IT is four years next month since I left the world of full-time work and toddled off into hard-earned retirement.
Much as I loved the half century I spent pounding a keyboard, I was quite looking forward to loafing about doing a great deal of nothing.
After 50 years of deadlines, night jobs and pushy PR people, I was ready to spend more time with my family.
And for the first year, it was just like being on holiday, as Mrs Hextol and I enjoyed lots of foreign holidays, days out in this country, and pottering round garden centres.
After a while though, idleness began to pall, and I was getting under Mrs Hextol’s feet. “You might have retired, but I’ve still got all my housework to do and I can’t get on while you are sitting around moping,” she declared one day.

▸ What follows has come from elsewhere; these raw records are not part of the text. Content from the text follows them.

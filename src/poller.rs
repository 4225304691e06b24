//! Polling one sensor module.
//!
//! A [`ModulePoller`] fetches its module's snapshot once per sweep, hands each
//! row to the [`SensorSchedule`] tracking that key, and keeps running
//! statistics about the fetches themselves. Those statistics are reported as
//! synthetic readings every `self_report_interval` and then reset.

use std::collections::HashMap;
use std::sync::Arc;
use std::time::Duration;

use sensorwatch_adapters::ReadingSource;
use sensorwatch_types::{ModuleSnapshot, Reading};
use tokio::time::Instant;

use crate::config::EngineConfig;
use crate::duration::format_duration;
use crate::schedule::SensorSchedule;

/// Self-report key for the share of failed fetches.
pub const POLL_FAILURE_RATE: &str = "poll_failure_rate";

/// Self-report key for the average fetch duration in seconds.
pub const AVG_RETRIEVAL: &str = "avg_html_retrieval";

/// Where a module lives and how its readings are labelled.
#[derive(Debug, Clone, PartialEq)]
pub struct ModuleConfig {
    /// Host address passed to the reading source.
    pub host: String,
    /// Module identifier passed to the reading source.
    pub module: String,
    /// Namespace for this module's readings.
    pub display_name: String,
}

impl ModuleConfig {
    pub fn new(
        host: impl Into<String>,
        module: impl Into<String>,
        display_name: impl Into<String>,
    ) -> Self {
        Self {
            host: host.into(),
            module: module.into(),
            display_name: display_name.into(),
        }
    }
}

/// Fetch statistics since the last self-report.
#[derive(Debug, Clone, Default, PartialEq)]
pub struct PollStats {
    success_count: u64,
    failure_count: u64,
    avg_poll_duration: Option<Duration>,
}

impl PollStats {
    /// Count a successful fetch.
    ///
    /// The average is damped: `avg = (avg + d) / successes`, so samples later
    /// in a reporting window weigh progressively less.
    pub fn record_success(&mut self, duration: Duration) {
        self.success_count += 1;
        self.avg_poll_duration = Some(match self.avg_poll_duration {
            Some(avg) => Duration::from_secs_f64(
                (avg + duration).as_secs_f64() / self.success_count as f64,
            ),
            None => duration,
        });
    }

    pub fn record_failure(&mut self) {
        self.failure_count += 1;
    }

    pub fn success_count(&self) -> u64 {
        self.success_count
    }

    pub fn failure_count(&self) -> u64 {
        self.failure_count
    }

    pub fn avg_poll_duration(&self) -> Option<Duration> {
        self.avg_poll_duration
    }

    /// Failures over attempts, `None` before the first attempt.
    pub fn failure_rate(&self) -> Option<f64> {
        let attempts = self.success_count + self.failure_count;
        (attempts > 0).then(|| self.failure_count as f64 / attempts as f64)
    }
}

/// One network-addressable module and the sensors tracked on it.
pub struct ModulePoller {
    config: ModuleConfig,
    prefix: String,
    sensors: Vec<SensorSchedule>,
    source: Arc<dyn ReadingSource>,
    fetch_timeout: Duration,
    self_report_interval: Duration,
    stats: PollStats,
    next_self_report_ms: u64,
}

impl std::fmt::Debug for ModulePoller {
    fn fmt(&self, f: &mut std::fmt::Formatter<'_>) -> std::fmt::Result {
        f.debug_struct("ModulePoller")
            .field("config", &self.config)
            .field("sensors", &self.sensors.len())
            .field("stats", &self.stats)
            .field("next_self_report_ms", &self.next_self_report_ms)
            .finish()
    }
}

impl ModulePoller {
    /// Create a poller whose first self-report falls one interval after `now_ms`.
    pub fn new(
        config: ModuleConfig,
        sensors: Vec<SensorSchedule>,
        source: Arc<dyn ReadingSource>,
        engine: &EngineConfig,
        now_ms: u64,
    ) -> Self {
        let prefix = format!("{}-", config.display_name);
        Self {
            config,
            prefix,
            sensors,
            source,
            fetch_timeout: engine.fetch_timeout,
            self_report_interval: engine.self_report_interval,
            stats: PollStats::default(),
            next_self_report_ms: now_ms.saturating_add(millis(engine.self_report_interval)),
        }
    }

    pub fn config(&self) -> &ModuleConfig {
        &self.config
    }

    pub fn sensors(&self) -> &[SensorSchedule] {
        &self.sensors
    }

    pub fn stats(&self) -> &PollStats {
        &self.stats
    }

    pub fn next_self_report_ms(&self) -> u64 {
        self.next_self_report_ms
    }

    /// Run this module's part of a sweep.
    ///
    /// Returns sensor alerts followed by any self-report readings. Fetch
    /// failures are counted, logged and otherwise swallowed. Nothing is
    /// mutated until the fetch has resolved, so dropping the returned future
    /// early leaves the poller exactly as it was.
    ///
    /// `now_ms` is the sweep start. Sensor due decisions use `now_ms` plus the
    /// time the fetch took, so a slow module is judged at the moment its data
    /// arrived. Self-report timing stays on the sweep clock.
    pub async fn check(&mut self, now_ms: u64) -> Vec<Reading> {
        let started = Instant::now();
        let fetched = tokio::time::timeout(
            self.fetch_timeout,
            self.source.fetch(&self.config.host, &self.config.module),
        )
        .await;
        let elapsed = started.elapsed();

        let mut readings = match fetched {
            Ok(Ok(snapshot)) => {
                self.stats.record_success(elapsed);
                tracing::debug!(
                    module = %self.config.module,
                    rows = snapshot.len(),
                    elapsed = %format_duration(elapsed),
                    "Fetched module snapshot"
                );
                self.apply_snapshot(&snapshot, now_ms.saturating_add(millis(elapsed)))
            }
            Ok(Err(err)) => {
                self.stats.record_failure();
                tracing::warn!(
                    host = %self.config.host,
                    module = %self.config.module,
                    transport = err.is_transport(),
                    error = %err,
                    "Module fetch failed"
                );
                Vec::new()
            }
            Err(_) => {
                self.stats.record_failure();
                tracing::warn!(
                    host = %self.config.host,
                    module = %self.config.module,
                    timeout = %format_duration(self.fetch_timeout),
                    "Module fetch timed out"
                );
                Vec::new()
            }
        };

        readings.extend(self.self_report(now_ms));
        readings
    }

    fn apply_snapshot(&mut self, snapshot: &ModuleSnapshot, observed_ms: u64) -> Vec<Reading> {
        let mut latest: HashMap<String, Reading> = HashMap::with_capacity(snapshot.len());
        for row in &snapshot.rows {
            match Reading::from_row(row, snapshot.timestamp_ms, Some(self.prefix.as_str())) {
                Ok(reading) => {
                    latest.insert(reading.key.clone(), reading);
                }
                Err(err) => {
                    tracing::warn!(module = %self.config.module, error = %err, "Skipping sensor row");
                }
            }
        }

        let mut alerts = Vec::new();
        for sensor in &mut self.sensors {
            let Some(reading) = latest.get(sensor.name()) else {
                continue;
            };

            let due = sensor.is_due(observed_ms);
            if !due && !sensor.exceeds_threshold(reading) {
                continue;
            }

            sensor.accept(reading.clone());
            match sensor.pending_alert() {
                Some(alert) => {
                    tracing::debug!(sensor = %alert.display_name(), value = %alert.value, due, "Reading changed");
                    alerts.push(alert.clone());
                }
                None => {
                    tracing::trace!(sensor = %sensor.name(), "Reading unchanged");
                }
            }
        }
        alerts
    }

    fn self_report(&mut self, now_ms: u64) -> Vec<Reading> {
        if now_ms <= self.next_self_report_ms {
            return Vec::new();
        }

        let mut report = Vec::with_capacity(2);
        if let Some(rate) = self.stats.failure_rate() {
            report.push(Reading::synthetic(now_ms, POLL_FAILURE_RATE, rate, Some(self.prefix.as_str())));
        }
        if let Some(avg) = self.stats.avg_poll_duration() {
            report.push(Reading::synthetic(
                now_ms,
                AVG_RETRIEVAL,
                avg.as_secs_f64(),
                Some(self.prefix.as_str()),
            ));
        }

        tracing::info!(
            module = %self.config.module,
            successes = self.stats.success_count(),
            failures = self.stats.failure_count(),
            "Self-report"
        );

        self.stats = PollStats::default();
        self.next_self_report_ms = now_ms.saturating_add(millis(self.self_report_interval));
        report
    }
}

fn millis(d: Duration) -> u64 {
    u64::try_from(d.as_millis()).unwrap_or(u64::MAX)
}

So I decided to do my bit for the community, by putting myself forward for the parish council, as a kind of poacher turned gamekeeper.
Few people in the land have spent more time at parish council meetings than me as I would regularly go to at least three a week at one stage, back in the days when parish pump politics were the bread and butter of local papers.

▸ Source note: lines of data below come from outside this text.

use std::time::Duration;

use criterion::{black_box, criterion_group, criterion_main, BenchmarkId, Criterion};
use sensorwatch::{Reading, ReadingValue, SensorConfig, SensorSchedule};
use sensorwatch_types::ModuleSnapshot;

fn schedule(threshold: f64) -> SensorSchedule {
    let mut s = SensorSchedule::new(
        SensorConfig::new("Temperature", Duration::from_secs(600), threshold),
        0,
    );
    s.accept(Reading::new(0, "Temperature", ReadingValue::Float(70.0)));
    s
}

/// Benchmark the per-sensor decision made on every sweep
fn bench_sensor_decision(c: &mut Criterion) {
    let mut group = c.benchmark_group("sensor_decision");
    let s = schedule(0.5);

    let candidates = [
        ("within_threshold", ReadingValue::Float(71.0)),
        ("past_threshold", ReadingValue::Float(200.0)),
        ("not_available", ReadingValue::from("N/A")),
    ];

    for (name, value) in candidates {
        let candidate = Reading::new(1, "Temperature", value);
        group.bench_with_input(BenchmarkId::from_parameter(name), &candidate, |b, candidate| {
            b.iter(|| black_box(s.is_due(black_box(1)) || s.exceeds_threshold(black_box(candidate))));
        });
    }
    group.finish();
}

/// Benchmark accept followed by the change check
fn bench_accept_and_pending(c: &mut Criterion) {
    c.bench_function("accept_and_pending", |b| {
        let mut s = schedule(0.5);
        let mut i = 0i64;
        b.iter(|| {
            i += 1;
            s.accept(Reading::new(i as u64, "Temperature", ReadingValue::Integer(i % 3)));
            black_box(s.pending_alert().is_some());
        });
    });
}

/// Benchmark converting snapshot rows into readings with varying row counts
fn bench_snapshot_demux(c: &mut Criterion) {
    let mut group = c.benchmark_group("snapshot_demux");

    for rows in [4usize, 16, 64].iter() {
        let snapshot = (0..*rows)
            .fold(ModuleSnapshot::builder().timestamp_ms(0), |b, i| {
                b.row(format!("Sensor_{}", i), |r| r.value(format!("{}.5", i)).unit("F"))
            })
            .build();

        group.bench_with_input(BenchmarkId::from_parameter(rows), &snapshot, |b, snapshot| {
            b.iter(|| {
                let readings: Vec<_> = snapshot
                    .rows
                    .iter()
                    .filter_map(|row| Reading::from_row(row, snapshot.timestamp_ms, Some("Rack1-")).ok())
                    .collect();
                black_box(readings)
            });
        });
    }
    group.finish();
}

criterion_group!(
    benches,
    bench_sensor_decision,
    bench_accept_and_pending,
    bench_snapshot_demux
);
criterion_main!(benches);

One parish council I used to go to started its meeting at 6.30pm, and had a break at 9.30pm for coffee and would still be talking about the county council not sending the gully sucker round frequently enough beyond 11pm.
There was no email then and the council minutes were kept in vast ledgers laboriously filled with grandiloquent copperplate script, read out interminably at each meeting by the clerk.
Parish council elections were always fiercely contested, but over the years, interest in grass roots government has waned considerably, and a contested parish election is the exception rather than the rule.
For that reason, I was able to take my place at the monthly meetings as a co-opted member, without having to face the electorate – which is perhaps just as well!
As well as joining the parish council, I also became involved with the town hall committee, with special responsibility for running the bookings diary.
Bellingham Town Hall dates back to 1862, when it was formally opened after a lengthy fund-raising campaign involving the sale of shares, and innumerable smoking concerts and other fund-raising efforts.
The wooden clock town was a gift from the four graynes, or leading families, in the area – the Charltons, Milburns, Armstrongs and Dodds. For many years, the tower was painted a particularly strident shade of purple, chosen to match the Rolls Royce in which the Queen passed through the village on her way to open Kielder Water back in 1982.
The town hall is a registered charity, which means regular fund-raising activities have to take place to keep the ancient structure in sound condition.
One of the biggest money spinners came a couple of weeks ago, in the form of the annual jumble sale.
Now I always naively believed that jumble sales were relatively low key affairs, but I really had my eyes opened.
I had to hand deliver little notes to many houses around the village, asking for any unwanted items which could be sold for the benefit of the town hall. It was lashing down with rain, I broke the zip on my new anorak and had my fingers snapped at by several letter box lurking dogs before the job was done.
And on the night before the sale, the hall was filled by a veritable army of ladies of a certain age, diligently rummaging through innumerable black bags and cardboard boxes crammed with a cornucopia of clothing, shoes, crockery, paintings, books, jigsaws and much more besides.
I was the only man there, as the jumble sale junkies expertly sorted their way through the offerings.
There were designer labels galore, rubbing shoulders with hand-knitted items, some of which appeared to have several previous owners, and one box of crockery came carefully wrapped in newspapers dating back to just before the days when the town hall played host to Geordie super group the Animals, who hit the number one spot with House of the Rising Sun.
The day of the sale coincided with the full fury of Storm Dennis and I feared the worse. However, bargain hunters by the score poured through the doors – and we made just shy of £1,000!